Abstract The concentrations of metabolites in tetanized cat gastrocnemius muscle, in situ , have been measured to determine the enzymic sites of regulation of glycolysis in mammalian skeletal muscle. Increases of approximately 10-fold in the levels of glucose-6-P and fructose-6-P were found. The concentrations of pyruvate and laetate also increased, but none of the other glycolytic intermediates or citrate accumulated appreciably. The concentration of creatine-P in the tetanized muscle decreased, but those of ATP, ADP, and AMP were maintained at control levels. These findings show that the phosphohexose isomerase reaction is at, or near, equilibrium even during the greatly increased glycolytic flux accompanying contraction, thus precluding it as the rate-limiting step in glycolysis, as has been suggested recently. The marked accumulation of hexosemonophosphate in tetanus and the maintenance of levels of known activators of phosphofructokinase, i.e., ADP, AMP, and fructose-1,6-diP, near those of the unstimulated muscle, suggest that, even during tetanus, phosphofructokinase is functioning at a rate less than optimal and is limiting the rate of glycolysis.
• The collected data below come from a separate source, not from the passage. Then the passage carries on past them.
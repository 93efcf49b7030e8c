//! Constant collection.

use std::collections::{BTreeMap, BTreeSet};
use std::path::PathBuf;

use salient_headers::{CheckedHeader, Declaration};
use serde::{Deserialize, Serialize};

/// Names never exported, regardless of prefix.
pub const DEFAULT_EXCLUDED_NAMES: &[&str] = &[
    "SALIENT_MAJOR_VERSION",
    "SALIENT_MINOR_VERSION",
    "SALIENT_PATCHLEVEL",
    "SALIENT_COMPILEDVERSION",
    "SALIENT_PATHFINDER_MAX_DIMENSIONS",
    "SALIENT_KEY_TEXT_SIZE",
    "SALIENT_NOISE_MAX_DIMENSIONS",
    "SALIENT_NOISE_MAX_OCTAVES",
    "SALIENT_FALLBACK_FONT_SIZE",
];

/// Prefixes of internal constant families.
pub const DEFAULT_EXCLUDED_PREFIXES: &[&str] = &[
    "SALIENT_E_",
    "SALIENT_HEAP_",
    "SALIENT_LEX_",
    "SALIENT_CHARMAP_",
    "SALIENT_LOG_",
];

/// An integer constant and the header defining it.
#[derive(Debug, Clone, PartialEq, Eq, Serialize, Deserialize)]
pub struct Constant {
    pub name: String,
    pub value: i64,
    pub origin: PathBuf,
}

/// Which constants stay out of the generated module.
#[derive(Debug, Clone, Default, PartialEq, Eq)]
pub struct ExclusionRules {
    names: BTreeSet<String>,
    prefixes: Vec<String>,
}

impl ExclusionRules {
    /// Exclude nothing.
    pub fn none() -> Self {
        Self::default()
    }

    /// The version, dimension and internal-family exclusions of the library.
    pub fn salient() -> Self {
        Self::new(DEFAULT_EXCLUDED_NAMES.iter().copied(), DEFAULT_EXCLUDED_PREFIXES.iter().copied())
    }

    pub fn new<N, P>(names: N, prefixes: P) -> Self
    where
        N: IntoIterator,
        N::Item: Into<String>,
        P: IntoIterator,
        P::Item: Into<String>,
    {
        Self {
            names: names.into_iter().map(Into::into).collect(),
            prefixes: prefixes.into_iter().map(Into::into).collect(),
        }
    }

    pub fn is_excluded(&self, name: &str) -> bool {
        self.names.contains(name) || self.prefixes.iter().any(|p| name.starts_with(p.as_str()))
    }
}

/// Unique constants sorted by value, then name.
#[derive(Debug, Clone, Default, PartialEq, Eq, Serialize, Deserialize)]
pub struct ConstantTable {
    constants: Vec<Constant>,
}

impl ConstantTable {
    /// Gather the kept defines of `headers`, in emission order.
    ///
    /// The first definition of a name wins; a later one with a different
    /// value is logged and ignored.
    pub fn collect(headers: &[CheckedHeader], rules: &ExclusionRules) -> Self {
        let mut seen: BTreeMap<String, Constant> = BTreeMap::new();
        for header in headers {
            for located in &header.declarations {
                let Declaration::Define { name, value } = &located.decl else {
                    continue;
                };
                if rules.is_excluded(name) {
                    continue;
                }
                match seen.get(name) {
                    Some(existing) if existing.value != *value => {
                        tracing::warn!(
                            constant = %name,
                            kept = existing.value,
                            ignored = *value,
                            header = %header.path.display(),
                            "conflicting redefinition"
                        );
                    }
                    Some(_) => {}
                    None => {
                        seen.insert(
                            name.clone(),
                            Constant {
                                name: name.clone(),
                                value: *value,
                                origin: header.path.clone(),
                            },
                        );
                    }
                }
            }
        }
        Self::from_constants(seen.into_values())
    }

    /// Build a table from arbitrary constants. Later duplicates are dropped.
    pub fn from_constants(constants: impl IntoIterator<Item = Constant>) -> Self {
        let mut names = BTreeSet::new();
        let mut constants: Vec<Constant> = constants
            .into_iter()
            .filter(|c| names.insert(c.name.clone()))
            .collect();
        constants.sort_by(|a, b| a.value.cmp(&b.value).then_with(|| a.name.cmp(&b.name)));
        Self { constants }
    }

    pub fn iter(&self) -> impl Iterator<Item = &Constant> {
        self.constants.iter()
    }

    /// Constants whose names start with `prefix`, still sorted by value.
    pub fn with_prefix<'a>(&'a self, prefix: &'a str) -> impl Iterator<Item = &'a Constant> + 'a {
        self.constants.iter().filter(move |c| c.name.starts_with(prefix))
    }

    pub fn get(&self, name: &str) -> Option<&Constant> {
        self.constants.iter().find(|c| c.name == name)
    }

    pub fn len(&self) -> usize {
        self.constants.len()
    }

    pub fn is_empty(&self) -> bool {
        self.constants.is_empty()
    }
}

#[cfg(test)]
mod tests {
    use super::*;
    use salient_headers::decl::Located;

    fn header(path: &str, defines: &[(&str, i64)]) -> CheckedHeader {
        CheckedHeader {
            path: PathBuf::from(path),
            declarations: defines
                .iter()
                .enumerate()
                .map(|(i, (name, value))| Located {
                    line: i + 1,
                    decl: Declaration::Define {
                        name: name.to_string(),
                        value: *value,
                    },
                })
                .collect(),
        }
    }

    #[test]
    fn excludes_listed_names_and_prefixes() {
        let rules = ExclusionRules::salient();
        for name in DEFAULT_EXCLUDED_NAMES {
            assert!(rules.is_excluded(name), "{name} should be excluded");
        }
        assert!(rules.is_excluded("SALIENT_E_ERROR"));
        assert!(rules.is_excluded("SALIENT_LOG_DEBUG"));
        assert!(!rules.is_excluded("SALIENT_KEY_UP"));
        assert!(!rules.is_excluded("SALIENT_EVENT_KEY"));
    }

    #[test]
    fn collect_filters_dedups_and_sorts_by_value() {
        let headers = vec![
            header(
                "/v/a.h",
                &[
                    ("SALIENT_KEY_UP", 72),
                    ("SALIENT_MAJOR_VERSION", 1),
                    ("SALIENT_E_OK", 0),
                    ("SALIENT_KEY_DOWN", 80),
                    ("SALIENT_FOV_BASIC", 0),
                ],
            ),
            header("/v/b.h", &[("SALIENT_KEY_UP", 99), ("SALIENT_BKGND_SET", 1), ("SALIENT_BKGND_ADD", 1)]),
        ];
        let table = ConstantTable::collect(&headers, &ExclusionRules::salient());
        let names: Vec<&str> = table.iter().map(|c| c.name.as_str()).collect();
        assert_eq!(
            names,
            vec!["SALIENT_FOV_BASIC", "SALIENT_BKGND_ADD", "SALIENT_BKGND_SET", "SALIENT_KEY_UP", "SALIENT_KEY_DOWN"]
        );
        let up = table.get("SALIENT_KEY_UP").unwrap();
        assert_eq!(up.value, 72);
        assert_eq!(up.origin, PathBuf::from("/v/a.h"));
    }

    #[test]
    fn every_other_constant_appears_exactly_once() {
        let headers = vec![
            header("/v/a.h", &[("SALIENT_A", 3), ("SALIENT_HEAP_MAX", 9), ("SALIENT_B", 1)]),
            header("/v/b.h", &[("SALIENT_A", 3), ("SALIENT_C", 2)]),
        ];
        let table = ConstantTable::collect(&headers, &ExclusionRules::salient());
        for name in ["SALIENT_A", "SALIENT_B", "SALIENT_C"] {
            assert_eq!(table.iter().filter(|c| c.name == name).count(), 1);
        }
        assert!(table.get("SALIENT_HEAP_MAX").is_none());
        let values: Vec<i64> = table.iter().map(|c| c.value).collect();
        assert_eq!(values, vec![1, 2, 3]);
    }

    #[test]
    fn with_prefix_keeps_value_order() {
        let table = ConstantTable::from_constants(
            [("SALIENT_KEY_B", 5), ("SALIENT_FOV_X", 1), ("SALIENT_KEY_A", 7)].map(|(name, value)| Constant {
                name: name.to_string(),
                value,
                origin: PathBuf::new(),
            }),
        );
        let keys: Vec<&str> = table.with_prefix("SALIENT_KEY_").map(|c| c.name.as_str()).collect();
        assert_eq!(keys, vec!["SALIENT_KEY_B", "SALIENT_KEY_A"]);
    }

    #[test]
    fn non_define_declarations_are_ignored() {
        let mut h = header("/v/a.h", &[("SALIENT_A", 1)]);
        h.declarations.push(Located {
            line: 2,
            decl: Declaration::Variable {
                name: "SALIENT_B".to_string(),
            },
        });
        let table = ConstantTable::collect(&[h], &ExclusionRules::none());
        assert_eq!(table.len(), 1);
    }
}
Also, the importance of the phosphorylase reaction is demonstrated by the finding that 90% or more of the hexose entering the glycolytic pathway during a 30-second tetanic contraction stems from glycogen rather than from blood sugar. Thus these results are in accord with the concept of glycogenolytic control in skeletal muscle by phosphorylase and phosphofructokinase.